In fairness, the U.S. Constitution does grant to Congress substantial power over suffrage.
Article I, Section 4 of the U.S. Constitution reads:
The Times, Places and Manner of holding Elections for Senators and Representatives, shall be prescribed in each State by the Legislature thereof; but the Congress may at any time by Law make or alter such Regulations, except as to the Places of chusing [sic] Senators.
The effect of that enumeration of authority is that states possess power over elections only to the extent that Congress allows.
Such an arrangement did not fail to attract the attention of those who at the time of the ratification debates recognized the potential for abuse latent in such power, particularly as pertains to the right to vote.
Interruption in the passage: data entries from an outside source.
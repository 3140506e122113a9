//! Report manifest
//!
//! A JSON file describing one comparison chart: which experiments form
//! which group, how they are averaged and how the chart is drawn.
//!
//! ```json
//! {
//!   "metric": "trueskill",
//!   "groups": [
//!     {
//!       "group": "baseline",
//!       "experiments": ["seed-1", "seed-2"],
//!       "source": { "experiments_path": "results", "directory": "base" }
//!     },
//!     { "group": "curriculum", "all_in_directory": "curriculum" }
//!   ],
//!   "flat_score": { "score": 25.0, "name": "scripted bot" },
//!   "plot": { "title": "TrueSkill", "step_limit": 100000, "file": "trueskill" }
//! }
//! ```

use std::fs;
use std::path::{Path, PathBuf};

use serde::{Deserialize, Serialize};
use tracing::info;

use crate::render::{PlotOptions, RenderedChart};
use crate::score::{ScoreSource, DEFAULT_METRIC};
use crate::scorer::{Averaging, FlatScore, Scorer};
use crate::{Error, Result};

fn default_metric() -> String {
    DEFAULT_METRIC.to_string()
}

/// Where one group's experiments live. Unset fields keep the
/// [`ScoreSource`] defaults.
#[derive(Debug, Clone, Default, PartialEq, Eq, Serialize, Deserialize)]
#[serde(default, deny_unknown_fields)]
pub struct SourceConfig {
    /// Root holding experiment directories
    pub experiments_path: Option<PathBuf>,
    /// Directory under the root (ignored with `all_in_directory`)
    pub directory: Option<String>,
    /// Runs subdirectory name
    pub runs: Option<String>,
    /// Metric override; must still match the report metric
    pub metric: Option<String>,
}

/// One group of experiments in a report.
///
/// Exactly one of `experiments` and `all_in_directory` must be set. The
/// optional `source` object locates the runs, rooted at `../final_results`
/// for whole directories and `../experiments` otherwise.
#[derive(Debug, Clone, PartialEq, Eq, Serialize, Deserialize)]
#[serde(deny_unknown_fields)]
pub struct GroupConfig {
    /// Group label
    pub group: String,
    /// Explicit experiment names
    #[serde(default)]
    pub experiments: Option<Vec<String>>,
    /// Add every experiment found in this directory
    #[serde(default)]
    pub all_in_directory: Option<String>,
    /// Location overrides
    #[serde(default)]
    pub source: SourceConfig,
}

impl GroupConfig {
    /// Resolve the score source for this group.
    #[must_use]
    pub fn source(&self, report_metric: &str) -> ScoreSource {
        let mut source = if self.all_in_directory.is_some() {
            ScoreSource::final_results()
        } else {
            ScoreSource::new()
        };
        let overrides = &self.source;
        if let Some(path) = &overrides.experiments_path {
            source = source.experiments_path(path);
        }
        if let Some(directory) = &overrides.directory {
            source = source.directory(directory);
        }
        if let Some(runs) = &overrides.runs {
            source = source.runs(runs);
        }
        source.metric(overrides.metric.as_deref().unwrap_or(report_metric))
    }

    fn validate(&self) -> Result<()> {
        match (&self.experiments, &self.all_in_directory) {
            (Some(_), None) | (None, Some(_)) => Ok(()),
            (Some(_), Some(_)) => Err(Error::Config(format!(
                "group '{}' sets both 'experiments' and 'all_in_directory'",
                self.group
            ))),
            (None, None) => Err(Error::Config(format!(
                "group '{}' needs 'experiments' or 'all_in_directory'",
                self.group
            ))),
        }
    }
}

/// Whole-report manifest.
#[derive(Debug, Clone, PartialEq, Serialize, Deserialize)]
#[serde(deny_unknown_fields)]
pub struct ReportConfig {
    /// Metric column shared by every group
    #[serde(default = "default_metric")]
    pub metric: String,
    /// Averaging strategy
    #[serde(default)]
    pub averaging: Averaging,
    /// Groups in legend order
    pub groups: Vec<GroupConfig>,
    /// Constant reference score
    #[serde(default)]
    pub flat_score: Option<FlatScore>,
    /// Chart options
    #[serde(default)]
    pub plot: PlotOptions,
    /// Also write the merged table as CSV
    #[serde(default)]
    pub export_csv: Option<PathBuf>,
}

/// Result of running a report.
#[derive(Debug)]
pub struct Report {
    /// Scorer with averages computed
    pub scorer: Scorer,
    /// Rendered chart
    pub chart: RenderedChart,
    /// CSV export, if written
    pub csv_path: Option<PathBuf>,
}

impl ReportConfig {
    /// Parse and validate a manifest.
    ///
    /// # Errors
    ///
    /// Returns error on malformed JSON or an inconsistent group.
    pub fn from_json(json: &str) -> Result<Self> {
        let config: Self = serde_json::from_str(json)?;
        config.validate()?;
        Ok(config)
    }

    /// Read, parse and validate a manifest file.
    ///
    /// # Errors
    ///
    /// Returns error if the file cannot be read or is invalid.
    pub fn load(path: impl AsRef<Path>) -> Result<Self> {
        Self::from_json(&fs::read_to_string(path)?)
    }

    /// Check group definitions.
    ///
    /// # Errors
    ///
    /// Returns `Error::Config` if there are no groups or a group is
    /// ambiguous.
    pub fn validate(&self) -> Result<()> {
        if self.groups.is_empty() {
            return Err(Error::Config("report has no groups".to_string()));
        }
        self.groups.iter().try_for_each(GroupConfig::validate)
    }

    /// Load every group's scores.
    ///
    /// # Errors
    ///
    /// Returns error if any experiment fails to load or uses another metric.
    pub fn build_scorer(&self) -> Result<Scorer> {
        let mut scorer = Scorer::new(&self.metric);
        for group in &self.groups {
            let source = group.source(&self.metric);
            if let Some(experiments) = &group.experiments {
                scorer.add_many_scores(experiments, &group.group, &source)?;
            } else if let Some(directory) = &group.all_in_directory {
                scorer.add_all_scores_dir(directory, &group.group, &source)?;
            }
        }
        if let Some(flat) = &self.flat_score {
            scorer.add_flat_score(flat.score, flat.name.clone());
        }
        Ok(scorer)
    }

    /// Load, average, draw and export.
    ///
    /// # Errors
    ///
    /// Returns the first loading, averaging, drawing or export failure.
    pub fn run(&self) -> Result<Report> {
        let mut scorer = self.build_scorer()?;
        let chart = scorer.draw_with(self.averaging, &self.plot)?;

        let csv_path = match &self.export_csv {
            Some(path) => {
                scorer.table(self.plot.step_limit)?.write_csv(path)?;
                info!(path = %path.display(), "exported score table");
                Some(path.clone())
            }
            None => None,
        };

        Ok(Report {
            scorer,
            chart,
            csv_path,
        })
    }
}
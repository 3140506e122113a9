//! Scorer - grouped, time-aligned averages of experiment scores
//!
//! The scorer collects [`Score`]s tagged by group, averages each group into
//! one curve and draws all groups on a single chart.
//!
//! ## Averaging
//!
//! - [`Averaging::Interpolated`]: every run is reindexed onto the union of
//!   all checkpoint times (across all groups) with linear interpolation,
//!   then averaged per time. All groups share one x axis.
//! - [`Averaging::Simple`]: raw points averaged per observed time.
//!
//! ## Usage
//!
//! ```rust
//! use run_scorer::{Score, Scorer};
//! use run_scorer::series::ScoreSeries;
//!
//! let a: ScoreSeries = [(0_i64, 1.0), (10, 2.0)].into_iter().collect();
//! let b: ScoreSeries = [(0_i64, 3.0), (10, 4.0)].into_iter().collect();
//!
//! let mut scorer = Scorer::new("trueskill");
//! scorer
//!     .push_score(Score::from_series("a", "ppo", "trueskill", a))?
//!     .push_score(Score::from_series("b", "ppo", "trueskill", b))?
//!     .average_scores()?;
//!
//! let avg = scorer.average("ppo").unwrap();
//! assert_eq!(avg.value_at(10), Some(3.0));
//! # Ok::<(), run_scorer::Error>(())
//! ```

use std::fs;

use serde::{Deserialize, Serialize};
use tracing::{debug, info};

use crate::render::{render_chart, PlotOptions, RenderedChart};
use crate::score::{Score, ScoreSource, DEFAULT_METRIC};
use crate::series::{interpolated_mean, mean_by_time, time_axis, ScoreSeries};
use crate::table::ScoreTable;
use crate::{Error, Result};

/// How runs in a group are combined.
#[derive(Debug, Clone, Copy, Default, PartialEq, Eq, Serialize, Deserialize)]
#[serde(rename_all = "lowercase")]
pub enum Averaging {
    /// Average raw points per observed time
    Simple,
    /// Reindex onto the global time axis with linear interpolation first
    #[default]
    Interpolated,
}

/// Constant reference score drawn as a horizontal line.
#[derive(Debug, Clone, PartialEq, Serialize, Deserialize)]
pub struct FlatScore {
    /// Reference value
    pub score: f64,
    /// Legend label
    pub name: String,
}

/// Collection of experiment scores grouped for comparison.
#[derive(Debug)]
pub struct Scorer {
    metric: String,
    scores: Vec<Score>,
    averages: Vec<(String, ScoreSeries)>,
    flat_score: Option<FlatScore>,
}

impl Default for Scorer {
    fn default() -> Self {
        Self::new(DEFAULT_METRIC)
    }
}

impl Scorer {
    /// Create an empty scorer for `metric`.
    #[must_use]
    pub fn new(metric: impl Into<String>) -> Self {
        Self {
            metric: metric.into(),
            scores: Vec::new(),
            averages: Vec::new(),
            flat_score: None,
        }
    }

    /// Get the metric name.
    #[must_use]
    pub fn metric(&self) -> &str {
        &self.metric
    }

    /// All added scores in insertion order.
    #[must_use]
    pub fn scores(&self) -> &[Score] {
        &self.scores
    }

    /// Add an already loaded score.
    ///
    /// # Errors
    ///
    /// Returns `Error::MetricMismatch` if the score tracks another metric.
    pub fn push_score(&mut self, score: Score) -> Result<&mut Self> {
        if score.metric() != self.metric {
            return Err(Error::MetricMismatch {
                expected: self.metric.clone(),
                found: score.metric().to_string(),
                experiment: score.experiment().to_string(),
            });
        }
        debug!(experiment = score.experiment(), group = score.group(), "added score");
        self.scores.push(score);
        Ok(self)
    }

    /// Load one experiment from `source` and add it to `group`.
    ///
    /// # Errors
    ///
    /// Returns error if loading fails or the metric does not match.
    pub fn add_score(
        &mut self,
        experiment: &str,
        group: &str,
        source: &ScoreSource,
    ) -> Result<&mut Self> {
        if source.metric_name() != self.metric {
            return Err(Error::MetricMismatch {
                expected: self.metric.clone(),
                found: source.metric_name().to_string(),
                experiment: experiment.to_string(),
            });
        }
        let score = Score::load(experiment, group, source)?;
        self.push_score(score)
    }

    /// Add several experiments to the same group.
    ///
    /// # Errors
    ///
    /// Stops at the first experiment that fails to load.
    pub fn add_many_scores<I, S>(
        &mut self,
        experiments: I,
        group: &str,
        source: &ScoreSource,
    ) -> Result<&mut Self>
    where
        I: IntoIterator<Item = S>,
        S: AsRef<str>,
    {
        for experiment in experiments {
            self.add_score(experiment.as_ref(), group, source)?;
        }
        Ok(self)
    }

    /// Add every experiment found under `<root>/<directory>/<runs>/`.
    ///
    /// Experiments are added in name order.
    ///
    /// # Errors
    ///
    /// Returns error if the runs directory cannot be listed or any
    /// experiment fails to load.
    pub fn add_all_scores_dir(
        &mut self,
        directory: &str,
        group: &str,
        source: &ScoreSource,
    ) -> Result<&mut Self> {
        let source = source.clone().directory(directory);
        let runs_dir = source.runs_dir();

        let mut experiments = Vec::new();
        for entry in fs::read_dir(&runs_dir)? {
            let entry = entry?;
            if !entry.file_type()?.is_dir() {
                continue;
            }
            if let Some(name) = entry.file_name().to_str() {
                experiments.push(name.to_string());
            }
        }
        experiments.sort();

        info!(dir = %runs_dir.display(), count = experiments.len(), %group, "adding experiment directory");
        self.add_many_scores(&experiments, group, &source)
    }

    /// Set the constant reference score.
    pub fn add_flat_score(&mut self, score: f64, name: impl Into<String>) -> &mut Self {
        self.flat_score = Some(FlatScore {
            score,
            name: name.into(),
        });
        self
    }

    /// Get the constant reference score, if any.
    #[must_use]
    pub const fn flat_score(&self) -> Option<&FlatScore> {
        self.flat_score.as_ref()
    }

    /// Group names in first-seen order.
    #[must_use]
    pub fn groups(&self) -> Vec<&str> {
        let mut groups: Vec<&str> = Vec::new();
        for score in &self.scores {
            if !groups.contains(&score.group()) {
                groups.push(score.group());
            }
        }
        groups
    }

    /// Scores belonging to `group`, in insertion order.
    #[must_use]
    pub fn get_group(&self, group: &str) -> Vec<&Score> {
        self.scores.iter().filter(|s| s.group() == group).collect()
    }

    /// Recompute group averages with interpolation onto the global time axis.
    ///
    /// # Errors
    ///
    /// Returns `Error::NoScores` if nothing was added.
    pub fn average_scores(&mut self) -> Result<&mut Self> {
        self.average_scores_with(Averaging::Interpolated)
    }

    /// Recompute group averages with the given strategy.
    ///
    /// # Errors
    ///
    /// Returns `Error::NoScores` if nothing was added.
    pub fn average_scores_with(&mut self, averaging: Averaging) -> Result<&mut Self> {
        if self.scores.is_empty() {
            return Err(Error::NoScores);
        }

        let axis = time_axis(self.scores.iter().map(Score::series));
        let averages: Vec<(String, ScoreSeries)> = self
            .groups()
            .into_iter()
            .map(|group| {
                let members = self.get_group(group);
                let series = members.iter().map(|s| s.series());
                let average = match averaging {
                    Averaging::Simple => mean_by_time(series),
                    Averaging::Interpolated => interpolated_mean(&axis, series),
                };
                debug!(%group, runs = members.len(), points = average.len(), "averaged group");
                (group.to_string(), average)
            })
            .collect();

        info!(groups = averages.len(), axis = axis.len(), ?averaging, "averaged scores");
        self.averages = averages;
        Ok(self)
    }

    /// Group averages from the last averaging call, in group order.
    #[must_use]
    pub fn averages(&self) -> &[(String, ScoreSeries)] {
        &self.averages
    }

    /// Average of one group from the last averaging call.
    #[must_use]
    pub fn average(&self, group: &str) -> Option<&ScoreSeries> {
        self.averages
            .iter()
            .find(|(name, _)| name == group)
            .map(|(_, series)| series)
    }

    /// Merge the current averages into one table.
    ///
    /// # Errors
    ///
    /// Returns error if the table cannot be assembled.
    pub fn table(&self, step_limit: Option<i64>) -> Result<ScoreTable> {
        ScoreTable::merge(
            self.averages.iter().map(|(name, s)| (name.as_str(), s)),
            step_limit,
        )
    }

    /// Average with interpolation and draw the comparison chart.
    ///
    /// Gaps left in the merged table are rejected instead of drawn.
    ///
    /// # Errors
    ///
    /// Returns error if there are no scores, the merged table has missing
    /// values, or drawing/saving the chart fails.
    pub fn draw_avg(&mut self, options: &PlotOptions) -> Result<RenderedChart> {
        self.draw_with(Averaging::Interpolated, options)
    }

    /// Average raw points and draw; gaps are drawn as broken lines.
    ///
    /// # Errors
    ///
    /// Returns error if there are no scores or drawing/saving fails.
    pub fn draw_simple_avg(&mut self, options: &PlotOptions) -> Result<RenderedChart> {
        self.draw_with(Averaging::Simple, options)
    }

    /// Average with `averaging` and draw.
    ///
    /// # Errors
    ///
    /// See [`Scorer::draw_avg`] and [`Scorer::draw_simple_avg`].
    pub fn draw_with(
        &mut self,
        averaging: Averaging,
        options: &PlotOptions,
    ) -> Result<RenderedChart> {
        self.average_scores_with(averaging)?;
        let table = self.table(options.step_limit)?;
        if averaging == Averaging::Interpolated {
            table.ensure_complete()?;
        }
        render_chart(&table, &self.metric, self.flat_score.as_ref(), options)
    }
}
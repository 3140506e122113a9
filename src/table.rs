//! Merged score table
//!
//! All group averages outer-joined on time into one wide Arrow
//! `RecordBatch`:
//!
//! ```text
//! time (Int64, non-null) | <group 1> (Float64, nullable) | <group 2> ...
//! ```
//!
//! Rows are sorted ascending by time. A null means the group has no value
//! at that time; [`ScoreTable::ensure_complete`] turns those into an error
//! before anything is plotted.

use std::fs;
use std::path::Path;
use std::sync::Arc;

use arrow::array::{Array, ArrayRef, AsArray, Float64Array, Int64Array, RecordBatch};
use arrow::datatypes::{DataType, Field, Float64Type, Int64Type, Schema};
use tracing::debug;

use crate::series::{time_axis, ScoreSeries};
use crate::{Error, Result};

/// Name of the time column.
pub const TIME_COLUMN: &str = "time";

/// Wide table of group averages keyed by time.
#[derive(Debug, Clone)]
pub struct ScoreTable {
    batch: RecordBatch,
}

impl ScoreTable {
    /// Outer-join group series on time.
    ///
    /// Points after `step_limit` are dropped first when a limit is given.
    ///
    /// # Errors
    ///
    /// Returns `Error::Config` if a group is named like the time column, or
    /// error if the Arrow batch cannot be assembled.
    pub fn merge<'a, I>(groups: I, step_limit: Option<i64>) -> Result<Self>
    where
        I: IntoIterator<Item = (&'a str, &'a ScoreSeries)>,
    {
        let groups: Vec<(&str, ScoreSeries)> = groups
            .into_iter()
            .map(|(name, series)| {
                if name == TIME_COLUMN {
                    return Err(Error::Config(format!(
                        "group name '{TIME_COLUMN}' is reserved for the time column"
                    )));
                }
                let series = match step_limit {
                    Some(limit) => series.truncated(limit),
                    None => series.clone(),
                };
                Ok((name, series))
            })
            .collect::<Result<_>>()?;

        let times = time_axis(groups.iter().map(|(_, s)| s));

        let mut fields = vec![Field::new(TIME_COLUMN, DataType::Int64, false)];
        let mut columns: Vec<ArrayRef> = vec![Arc::new(Int64Array::from(times.clone()))];
        for (name, series) in &groups {
            let values: Vec<Option<f64>> = times.iter().map(|&t| series.value_at(t)).collect();
            fields.push(Field::new(*name, DataType::Float64, true));
            columns.push(Arc::new(Float64Array::from(values)));
        }

        let batch = RecordBatch::try_new(Arc::new(Schema::new(fields)), columns)?;
        debug!(rows = batch.num_rows(), groups = groups.len(), "merged score table");
        Ok(Self { batch })
    }

    /// Get the underlying record batch.
    #[must_use]
    pub const fn batch(&self) -> &RecordBatch {
        &self.batch
    }

    /// Number of time rows.
    #[must_use]
    pub fn num_rows(&self) -> usize {
        self.batch.num_rows()
    }

    /// Group names in column order.
    #[must_use]
    pub fn groups(&self) -> Vec<&str> {
        self.batch
            .schema_ref()
            .fields()
            .iter()
            .skip(1)
            .map(|f| f.name().as_str())
            .collect()
    }

    /// Time column.
    #[must_use]
    pub fn times(&self) -> &Int64Array {
        self.batch.column(0).as_primitive::<Int64Type>()
    }

    /// Score column for `group`.
    #[must_use]
    pub fn column(&self, group: &str) -> Option<&Float64Array> {
        let index = self.batch.schema_ref().index_of(group).ok()?;
        if index == 0 {
            return None;
        }
        Some(self.batch.column(index).as_primitive::<Float64Type>())
    }

    /// `(time, score)` rows of one group, `None` where the group has a gap.
    #[must_use]
    pub fn rows(&self, group: &str) -> Option<Vec<(i64, Option<f64>)>> {
        let column = self.column(group)?;
        Some(
            self.times()
                .values()
                .iter()
                .enumerate()
                .map(|(i, &t)| (t, column.is_valid(i).then(|| column.value(i))))
                .collect(),
        )
    }

    /// Fail if any group has a missing value.
    ///
    /// # Errors
    ///
    /// Returns `Error::MissingValues` naming the first group with nulls.
    pub fn ensure_complete(&self) -> Result<()> {
        for (field, column) in self
            .batch
            .schema_ref()
            .fields()
            .iter()
            .zip(self.batch.columns())
            .skip(1)
        {
            if column.null_count() > 0 {
                return Err(Error::MissingValues {
                    group: field.name().clone(),
                    missing: column.null_count(),
                });
            }
        }
        Ok(())
    }

    /// Write the table as CSV: `time,<group>...`, empty cells for gaps.
    ///
    /// # Errors
    ///
    /// Returns error if the file or its parent directory cannot be written.
    pub fn write_csv(&self, path: impl AsRef<Path>) -> Result<()> {
        let path = path.as_ref();
        if let Some(parent) = path.parent().filter(|p| !p.as_os_str().is_empty()) {
            fs::create_dir_all(parent)?;
        }

        let mut writer = csv::Writer::from_path(path)?;
        let mut header = vec![TIME_COLUMN.to_string()];
        header.extend(self.groups().into_iter().map(str::to_string));
        writer.write_record(&header)?;

        let columns: Vec<&Float64Array> = self
            .batch
            .columns()
            .iter()
            .skip(1)
            .map(|c| c.as_primitive::<Float64Type>())
            .collect();

        for (row, time) in self.times().values().iter().enumerate() {
            let mut record = vec![time.to_string()];
            record.extend(columns.iter().map(|c| {
                if c.is_valid(row) {
                    c.value(row).to_string()
                } else {
                    String::new()
                }
            }));
            writer.write_record(&record)?;
        }
        writer.flush()?;

        debug!(path = %path.display(), rows = self.num_rows(), "wrote score table");
        Ok(())
    }
}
The Anti-Federalist known as “Brutus” points out the existential threat posed by this grant of power. In his fourth letter he writes:
By this clause the right of election itself, is, in a great measure, transferred from the people to their rulers. — One would think, that if any thing was necessary to be made a fundamental article of the original compact, it would be, that of fixing the branches of the legislature, so as to put it out of its power to alter itself by modifying the election of its own members at will and pleasure. When a people once resign the privilege of a fair election, they clearly have none left worth contending for.
In the case of Colorado, the state official tasked with protecting the election process has invited the federal government to not only oversee the election process, but play a critical role in identifying threats to the process. The primary federal player will be the state’s fusion center.
For nearly a decade, the federal Department of Homeland Security (DHS) has been silently and gradually converting local police agencies into regional subdivisions of the surveillance state through the establishment of fusion centers, such as the one that will be coordinating election-night safety in Colorado.
The fusion center program was created at a globalist confab held in 2012.
In 2012, a special white paper was submitted to the House of Representatives wherein the DHS was encouraged to embark on an “evolving mission” away from its ostensible purpose of fighting terrorism, toward becoming the administrator of an enormous domestic intelligence agency resulting from an integration of the country’s local and state law-enforcement agencies.
This report was written by the Aspen Institute Homeland Security Group, co-chaired by former DHS chief Michael Chertoff.
The establishment of fusion centers is a key component of this plan. The following information is taken from a fact sheet on fusion centers posted on the DHS website:
A fusion center is a collaborative effort of two or more agencies that provide resources, expertise and information to the center with the goal of maximizing their ability to detect, prevent, investigate, and respond to criminal and terrorist activity.
A description of the functioning of these incubators for the forthcoming federal police force is also provided on the DHS site:
State and major urban area fusion centers (fusion centers) serve as primary focal points within the state and local environment for the receipt, analysis, gathering, and sharing of threat-related information among federal, state, local, tribal, and territorial (SLTT) partners…. Fusion centers conduct analysis and facilitate information sharing, assisting law enforcement and homeland security partners in preventing, protecting against, and responding to crime and terrorism.
Citizens should be concerned about the consolidation, as it will result in their loss of direct control over their neighborhood law enforcement and, as the Colorado RESCU program demonstrates, over their elections, too.
The further away elections are from the direct involvement of the local citizen, the less republican the government is, a direct violation of Article IV, Section 4 of the U.S. Constitution, which guarantees a republican form of government to every state in the union.
Should the federal intelligence establishment — a bureaucracy that is neither elected by nor accountable to citizens — begin exerting substantial control over the election process, the states will become nothing more than subdivisions of an oligarchical empire.
I’ll end with the warning words of “Brutus,” also taken from “Brutus” No. 4:
If the people of America will submit to a constitution that will vest in the hands of any body of men a right to deprive them by law of the privilege of a fair election, they will submit to almost any thing.